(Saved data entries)

☆ ☆ ☆ ☆

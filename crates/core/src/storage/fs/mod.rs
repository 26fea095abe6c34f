//! Filesystem storage adapter.
//!
//! Layout under a store root:
//!
//! ```text
//! <root>/memory/<segment>/.../<slug>.md   memory file (frontmatter + body)
//! <root>/memory/<segment>/.../index.yaml  category index
//! <root>/memory/index.yaml                synthetic root index
//! ```
//!
//! A category exists when its directory and its `index.yaml` are both
//! present. All writes go through write-to-temp-then-rename in the target
//! directory, so every file replacement is atomic.

pub mod frontmatter;
pub mod index_file;
mod reindex;

use crate::category::{
    Category, CategoryMemoryEntry, ReindexReport, SubcategoryEntry, MAX_DESCRIPTION_LEN,
};
use crate::estimate::TokenEstimator;
use crate::memory::Memory;
use crate::path::{CategoryPath, MemoryPath};
use crate::storage::{AdapterError, CategoryStore, IndexStore, MemoryStore};
use std::path::{Path, PathBuf};
use std::sync::Arc;
use tracing::debug;

pub const INDEX_FILE_NAME: &str = "index.yaml";
pub const MEMORY_DIR_NAME: &str = "memory";
pub const MEMORY_FILE_EXT: &str = "md";

pub struct FsAdapter {
    root: PathBuf,
    estimator: Arc<dyn TokenEstimator>,
}

impl FsAdapter {
    pub fn new(root: PathBuf, estimator: Arc<dyn TokenEstimator>) -> Self {
        FsAdapter { root, estimator }
    }

    pub fn root(&self) -> &Path {
        &self.root
    }

    pub(crate) fn estimator(&self) -> &dyn TokenEstimator {
        self.estimator.as_ref()
    }

    // -- layout ------------------------------------------------------------

    pub(crate) fn memory_root(&self) -> PathBuf {
        self.root.join(MEMORY_DIR_NAME)
    }

    pub(crate) fn category_dir(&self, category: &CategoryPath) -> PathBuf {
        let mut dir = self.memory_root();
        for seg in category.segments() {
            dir.push(seg.as_str());
        }
        dir
    }

    fn memory_file(&self, path: &MemoryPath) -> PathBuf {
        self.category_dir(path.category()).join(format!("{}.{}", path.slug(), MEMORY_FILE_EXT))
    }

    fn index_path(&self, category: &CategoryPath) -> PathBuf {
        self.category_dir(category).join(INDEX_FILE_NAME)
    }

    // -- primitives --------------------------------------------------------

    /// Atomic file replacement: write a sibling temp file, then rename.
    pub(crate) fn atomic_write(&self, path: &Path, contents: &str) -> Result<(), AdapterError> {
        let dir = path.parent().ok_or_else(|| {
            AdapterError::InvalidState(format!("no parent directory for {}", path.display()))
        })?;
        let name = path.file_name().and_then(|n| n.to_str()).unwrap_or("file");
        let tmp = dir.join(format!(".{}.{}.tmp", name, std::process::id()));

        std::fs::write(&tmp, contents)
            .map_err(|e| AdapterError::io_write(format!("writing {}", tmp.display()), e))?;
        if let Err(e) = std::fs::rename(&tmp, path) {
            let _ = std::fs::remove_file(&tmp);
            return Err(AdapterError::io_write(format!("replacing {}", path.display()), e));
        }
        Ok(())
    }

    /// Read and parse an index file; `None` if the file does not exist.
    pub(crate) fn read_index(
        &self,
        category: &CategoryPath,
    ) -> Result<Option<Category>, AdapterError> {
        let path = self.index_path(category);
        let text = match std::fs::read_to_string(&path) {
            Ok(t) => t,
            Err(e) if e.kind() == std::io::ErrorKind::NotFound => return Ok(None),
            Err(e) => {
                return Err(AdapterError::io_read(format!("reading {}", path.display()), e));
            }
        };
        index_file::parse(&text)
            .map(Some)
            .map_err(|e| AdapterError::Index(format!("{}: {e}", path.display())))
    }

    pub(crate) fn write_index(
        &self,
        category: &CategoryPath,
        index: &Category,
    ) -> Result<(), AdapterError> {
        self.atomic_write(&self.index_path(category), &index_file::render(index))
    }

    /// Direct memory count for a category, from its index when present.
    fn direct_memory_count(&self, category: &CategoryPath) -> usize {
        self.read_index(category).ok().flatten().map(|c| c.memories.len()).unwrap_or(0)
    }

    /// Refresh (or insert) `category`'s subcategory entry in its parent's
    /// index, preserving any authored description.
    fn refresh_parent_entry(&self, category: &CategoryPath) -> Result<(), AdapterError> {
        let Some(parent) = category.parent() else {
            return Ok(());
        };
        let mut parent_index = self.read_index(&parent)?.unwrap_or_default();
        let description =
            parent_index.subcategory_entry(category).and_then(|e| e.description.clone());
        parent_index.upsert_subcategory(SubcategoryEntry {
            path: category.clone(),
            memory_count: self.direct_memory_count(category),
            description,
        });
        self.write_index(&parent, &parent_index)
    }
}

// ---------------------------------------------------------------------------
// Memories facet
// ---------------------------------------------------------------------------

impl MemoryStore for FsAdapter {
    fn load_memory(&self, path: &MemoryPath) -> Result<Option<Memory>, AdapterError> {
        let file = self.memory_file(path);
        let text = match std::fs::read_to_string(&file) {
            Ok(t) => t,
            Err(e) if e.kind() == std::io::ErrorKind::NotFound => return Ok(None),
            Err(e) => {
                return Err(AdapterError::io_read(format!("reading {}", file.display()), e));
            }
        };
        let doc = frontmatter::parse(&text).map_err(|e| {
            AdapterError::InvalidState(format!("malformed memory file {}: {e}", file.display()))
        })?;
        let memory = Memory::new(path.clone(), doc.metadata, doc.content).map_err(|e| {
            AdapterError::InvalidState(format!("invalid memory file {}: {e}", file.display()))
        })?;
        Ok(Some(memory))
    }

    fn save_memory(&self, memory: &Memory) -> Result<(), AdapterError> {
        let category = memory.path.category();
        if !self.category_exists(category)? {
            return Err(AdapterError::NotFound(format!("category '{category}' does not exist")));
        }

        // Unknown frontmatter fields from an existing file survive the rewrite.
        let file = self.memory_file(&memory.path);
        let extra = std::fs::read_to_string(&file)
            .ok()
            .and_then(|t| frontmatter::parse(&t).ok())
            .map(|doc| doc.extra)
            .unwrap_or_default();

        self.atomic_write(&file, &frontmatter::render(&memory.metadata, &memory.content, &extra))
    }

    fn remove_memory(&self, path: &MemoryPath) -> Result<(), AdapterError> {
        let file = self.memory_file(path);
        if !file.is_file() {
            return Err(AdapterError::NotFound(format!("memory '{path}' does not exist")));
        }
        std::fs::remove_file(&file)
            .map_err(|e| AdapterError::io_write(format!("removing {}", file.display()), e))
    }

    fn move_memory(&self, from: &MemoryPath, to: &MemoryPath) -> Result<(), AdapterError> {
        let src = self.memory_file(from);
        let dst = self.memory_file(to);
        if !src.is_file() {
            return Err(AdapterError::NotFound(format!("memory '{from}' does not exist")));
        }
        if dst.is_file() {
            return Err(AdapterError::AlreadyExists(format!("memory '{to}' already exists")));
        }
        if !self.category_exists(to.category())? {
            return Err(AdapterError::NotFound(format!(
                "category '{}' does not exist",
                to.category()
            )));
        }
        std::fs::rename(&src, &dst)
            .map_err(|e| AdapterError::io_write(format!("moving {} to {}", from, to), e))
    }
}

// ---------------------------------------------------------------------------
// Indexes facet
// ---------------------------------------------------------------------------

impl IndexStore for FsAdapter {
    fn load_index(&self, category: &CategoryPath) -> Result<Option<Category>, AdapterError> {
        if !category.is_root() && !self.category_exists(category)? {
            return Ok(None);
        }
        self.read_index(category)
    }

    fn reindex(&self, scope: &CategoryPath) -> Result<ReindexReport, AdapterError> {
        reindex::run(self, scope)
    }

    fn update_after_memory_write(&self, memory: &Memory) -> Result<(), AdapterError> {
        let parent = memory.path.category();
        let mut index = self.read_index(parent)?.unwrap_or_default();

        // Summaries are authored, never synthesized: carry the old one over.
        let summary = index.memory_entry(&memory.path).and_then(|e| e.summary.clone());
        index.upsert_memory(CategoryMemoryEntry {
            path: memory.path.clone(),
            token_estimate: self.estimator.estimate(&memory.content),
            summary,
            updated_at: Some(memory.metadata.updated_at),
        });
        self.write_index(parent, &index)?;

        debug!(memory = %memory.path, "Updated category index");
        self.refresh_parent_entry(parent)
    }
}

// ---------------------------------------------------------------------------
// Categories facet
// ---------------------------------------------------------------------------

impl CategoryStore for FsAdapter {
    fn category_exists(&self, path: &CategoryPath) -> Result<bool, AdapterError> {
        let dir = self.category_dir(path);
        Ok(dir.is_dir() && dir.join(INDEX_FILE_NAME).is_file())
    }

    fn ensure_category(&self, path: &CategoryPath) -> Result<(), AdapterError> {
        // Root scaffold first: memory/ plus the synthetic root index.
        let root_dir = self.memory_root();
        std::fs::create_dir_all(&root_dir)
            .map_err(|e| AdapterError::io_write(format!("creating {}", root_dir.display()), e))?;
        if self.read_index(&CategoryPath::root())?.is_none() {
            self.write_index(&CategoryPath::root(), &Category::default())?;
        }

        let mut current = CategoryPath::root();
        for seg in path.segments() {
            current = current.child(seg.clone());
            let dir = self.category_dir(&current);
            std::fs::create_dir_all(&dir)
                .map_err(|e| AdapterError::io_write(format!("creating {}", dir.display()), e))?;
            if self.read_index(&current)?.is_none() {
                self.write_index(&current, &Category::default())?;
            }

            // Register in the parent index unless already present.
            let parent = current.parent().unwrap_or_else(CategoryPath::root);
            let mut parent_index = self.read_index(&parent)?.unwrap_or_default();
            if parent_index.subcategory_entry(&current).is_none() {
                parent_index.upsert_subcategory(SubcategoryEntry {
                    path: current.clone(),
                    memory_count: self.direct_memory_count(&current),
                    description: None,
                });
                self.write_index(&parent, &parent_index)?;
            }
        }
        Ok(())
    }

    fn delete_category(&self, path: &CategoryPath) -> Result<(), AdapterError> {
        if path.is_root() {
            return Err(AdapterError::InvalidState(
                "the store root cannot be deleted".to_string(),
            ));
        }
        if !self.category_exists(path)? {
            return Err(AdapterError::NotFound(format!("category '{path}' does not exist")));
        }
        let dir = self.category_dir(path);
        std::fs::remove_dir_all(&dir)
            .map_err(|e| AdapterError::io_write(format!("removing {}", dir.display()), e))?;

        // Drop the entry from the parent index.
        let parent = path.parent().unwrap_or_else(CategoryPath::root);
        if let Some(mut parent_index) = self.read_index(&parent)? {
            parent_index.subcategories.retain(|e| &e.path != path);
            self.write_index(&parent, &parent_index)?;
        }
        debug!(category = %path, "Deleted category");
        Ok(())
    }

    fn set_category_description(
        &self,
        path: &CategoryPath,
        description: Option<&str>,
    ) -> Result<(), AdapterError> {
        if path.is_root() {
            return Err(AdapterError::InvalidState(
                "root categories cannot carry descriptions".to_string(),
            ));
        }
        if let Some(desc) = description {
            if desc.chars().count() > MAX_DESCRIPTION_LEN {
                return Err(AdapterError::InvalidState(format!(
                    "description exceeds {MAX_DESCRIPTION_LEN} characters"
                )));
            }
        }
        if !self.category_exists(path)? {
            return Err(AdapterError::NotFound(format!("category '{path}' does not exist")));
        }

        let parent = path.parent().unwrap_or_else(CategoryPath::root);
        let mut parent_index = self.read_index(&parent)?.unwrap_or_default();
        let memory_count = parent_index
            .subcategory_entry(path)
            .map(|e| e.memory_count)
            .unwrap_or_else(|| self.direct_memory_count(path));
        parent_index.upsert_subcategory(SubcategoryEntry {
            path: path.clone(),
            memory_count,
            description: description.map(|s| s.to_string()),
        });
        self.write_index(&parent, &parent_index)
    }
}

☆ ☆ ☆ ☆

#### [Problem details]
Check every line above for the string "match", and copy the ones that have it.

#### [Exercise solution]
        let text = match std::fs::read_to_string(&path) {
        let text = match std::fs::read_to_string(&file) {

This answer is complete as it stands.